Que de chichi pour bien peu, estiment les musulmans

Gabrielle D. Baillargeon
Le Journal de Montréal

Selon des membres de la communauté musulmane, les clients de l'érablière de Saint-Grégoire font beaucoup de chichi pour bien peu.

Pour Abdullah-Sharif, enseignant au Centre Soufi dans Montréal-Nord, l'érablière n'a fait que satisfaire ses clients.

«Ça n'a rien à voir avec la religion, dit-il.

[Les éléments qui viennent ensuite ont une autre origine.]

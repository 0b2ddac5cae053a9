use clap::{Parser, ValueEnum};
use thiserror::Error;

use monty_hall::game::{GameConfig, GameConfigError, Strategy};
use monty_hall::trials::TrialsError;

use crate::logging::TracingArgs;

/// Seed used when none is given, so repeated runs print the same ratio.
pub const DEFAULT_SEED: u64 = 42;

/// Door count used when only games and strategy are given.
pub const DEFAULT_DOORS: i64 = 3;

/// Reveal count used when it is left off.
pub const DEFAULT_REVEALED: i64 = 1;

#[derive(Parser, Debug)]
#[command(
    name = "monty_hall",
    version,
    about = "Estimate the odds of winning the Monty Hall game by simulation",
    long_about = "Estimate the odds of winning the Monty Hall game by simulation.\n\n\
                  The syntax is \"monty_hall [numDoors] [doorsRevealed] [gameInstances] [switchStrategy]\", where:\n\
                  - [numDoors] is the number of doors in each game, written as an integer. If left off, this will default to 3.\n\
                  - [doorsRevealed] is the number of doors to reveal in each game, written as an integer. If left off, this will default to 1.\n\
                  - [gameInstances] is the number of games to try and run, written as an integer.\n\
                  - [switchStrategy] is the strategy to use, written as \"Switch\" or \"Stay\", case sensitive.\n\n\
                  The ratio of games that ended with the car is printed to stdout.",
    override_usage = "monty_hall [OPTIONS] [numDoors] [doorsRevealed] <gameInstances> <Switch|Stay>\n       monty_hall Help"
)]
pub struct Cli {
    /// Tracing/logging options
    #[command(flatten)]
    pub tracing: TracingArgs,

    /// [numDoors] [doorsRevealed] <gameInstances> <Switch|Stay>, or Help
    #[arg(value_name = "ARGS", allow_negative_numbers = true)]
    pub positionals: Vec<String>,

    /// Seed for the random number generator
    #[arg(long, default_value_t = DEFAULT_SEED)]
    pub seed: u64,

    /// Number of worker threads to split the games across
    ///
    /// A sweep always plays on one thread but still rejects zero.
    #[arg(long, default_value_t = 1)]
    pub threads: usize,

    /// How to print the result
    #[arg(long, value_enum, default_value_t = OutputFormat::Ratio)]
    pub format: OutputFormat,

    /// Run every legal reveal count for the door count instead of one
    #[arg(long)]
    pub sweep: bool,
}

#[derive(Debug, Clone, Copy, Default, PartialEq, Eq, ValueEnum)]
pub enum OutputFormat {
    /// Just the car ratio
    #[default]
    Ratio,
    /// A Markdown report
    Markdown,
    /// JSON for machine parsing
    Json,
}

/// What the positional arguments asked for.
#[derive(Debug, Clone, PartialEq)]
pub enum Request {
    Help,
    Run(RunArgs),
}

/// Validated positional arguments.
#[derive(Debug, Clone, PartialEq)]
pub struct RunArgs {
    pub game: GameConfig,
    pub game_instances: usize,
}

#[derive(Error, Debug)]
pub enum CliError {
    #[error("You do not have the right amount of items displayed.")]
    WrongArgumentCount,

    #[error("{name} must be written as an integer, got {value:?}.")]
    NotAnInteger { name: &'static str, value: String },

    #[error("{0}.")]
    Game(#[from] GameConfigError),

    #[error("{0}.")]
    Trials(TrialsError),

    #[error("Failed to write output: {0}")]
    Io(#[from] std::io::Error),

    #[error("Failed to serialize JSON: {0}")]
    JsonSerialize(#[from] serde_json::Error),
}

impl From<TrialsError> for CliError {
    fn from(err: TrialsError) -> Self {
        match err {
            TrialsError::InvalidGame(game) => CliError::Game(game),
            other => CliError::Trials(other),
        }
    }
}

impl CliError {
    /// Errors caused by the arguments, as opposed to failures while running.
    pub fn is_usage(&self) -> bool {
        matches!(
            self,
            CliError::WrongArgumentCount
                | CliError::NotAnInteger { .. }
                | CliError::Game(_)
                | CliError::Trials(TrialsError::NotEnoughGames | TrialsError::NoWorkers)
        )
    }
}

impl Request {
    /// Map the positional arguments onto a request.
    ///
    /// - `Help`: print the help text
    /// - `games strategy`: three doors, one revealed
    /// - `doors games strategy`: one revealed
    /// - `doors revealed games strategy`
    ///
    /// With `sweep` set the reveal count is only checked for being an
    /// integer; every legal reveal count gets played anyway.
    ///
    /// Checks run in a fixed order: doors, reveals, games, then strategy.
    pub fn from_positionals(positionals: &[String], sweep: bool) -> Result<Self, CliError> {
        let (doors, revealed, games, strategy) = match positionals {
            [help] if help == "Help" => return Ok(Request::Help),
            [games, strategy] => (DEFAULT_DOORS, DEFAULT_REVEALED, games, strategy),
            [doors, games, strategy] => (
                parse_integer("numDoors", doors)?,
                DEFAULT_REVEALED,
                games,
                strategy,
            ),
            [doors, revealed, games, strategy] => (
                parse_integer("numDoors", doors)?,
                parse_integer("doorsRevealed", revealed)?,
                games,
                strategy,
            ),
            _ => return Err(CliError::WrongArgumentCount),
        };
        let games = parse_integer("gameInstances", games)?;

        let door_count = non_negative(doors);
        let reveal_count = if sweep {
            DEFAULT_REVEALED as usize
        } else {
            non_negative(revealed)
        };
        GameConfig::validate_counts(door_count, reveal_count)?;

        let game_instances = non_negative(games);
        if game_instances == 0 {
            return Err(TrialsError::NotEnoughGames.into());
        }

        let strategy = strategy.parse::<Strategy>()?;
        let game = GameConfig::new(door_count, reveal_count, strategy)?;

        Ok(Request::Run(RunArgs {
            game,
            game_instances,
        }))
    }
}

fn parse_integer(name: &'static str, value: &str) -> Result<i64, CliError> {
    value.parse::<i64>().map_err(|_| CliError::NotAnInteger {
        name,
        value: value.to_string(),
    })
}

/// Negative counts are as invalid as zero; clamp so validation reports them.
fn non_negative(value: i64) -> usize {
    usize::try_from(value).unwrap_or(0)
}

Ils n'ont fait que satisfaire le plus grand nombre.

«Les propriétaires ont simplement tenté d'être justes», ajoute-t-il.

Selon Abdullah-Sharif, la prière n'aurait pas dû susciter d'aussi vives réactions chez les autres clients.

«C'est très important pour nous de prier et ça ne prend que quelques minutes», explique-t-il.

«Les clients auraient pu prendre une petite pause et reprendre la danse plus tard», croit Abdullah-Sharif.

Dans le journal d'hier, le groupe Astrolab, organisateur de l'événement, semblait du même avis.

«La salle à manger était trop achalandée et on nous a proposé la salle de danse, racontait le président Adel Larabi. La musique n'a été arrêtée que dix minutes.»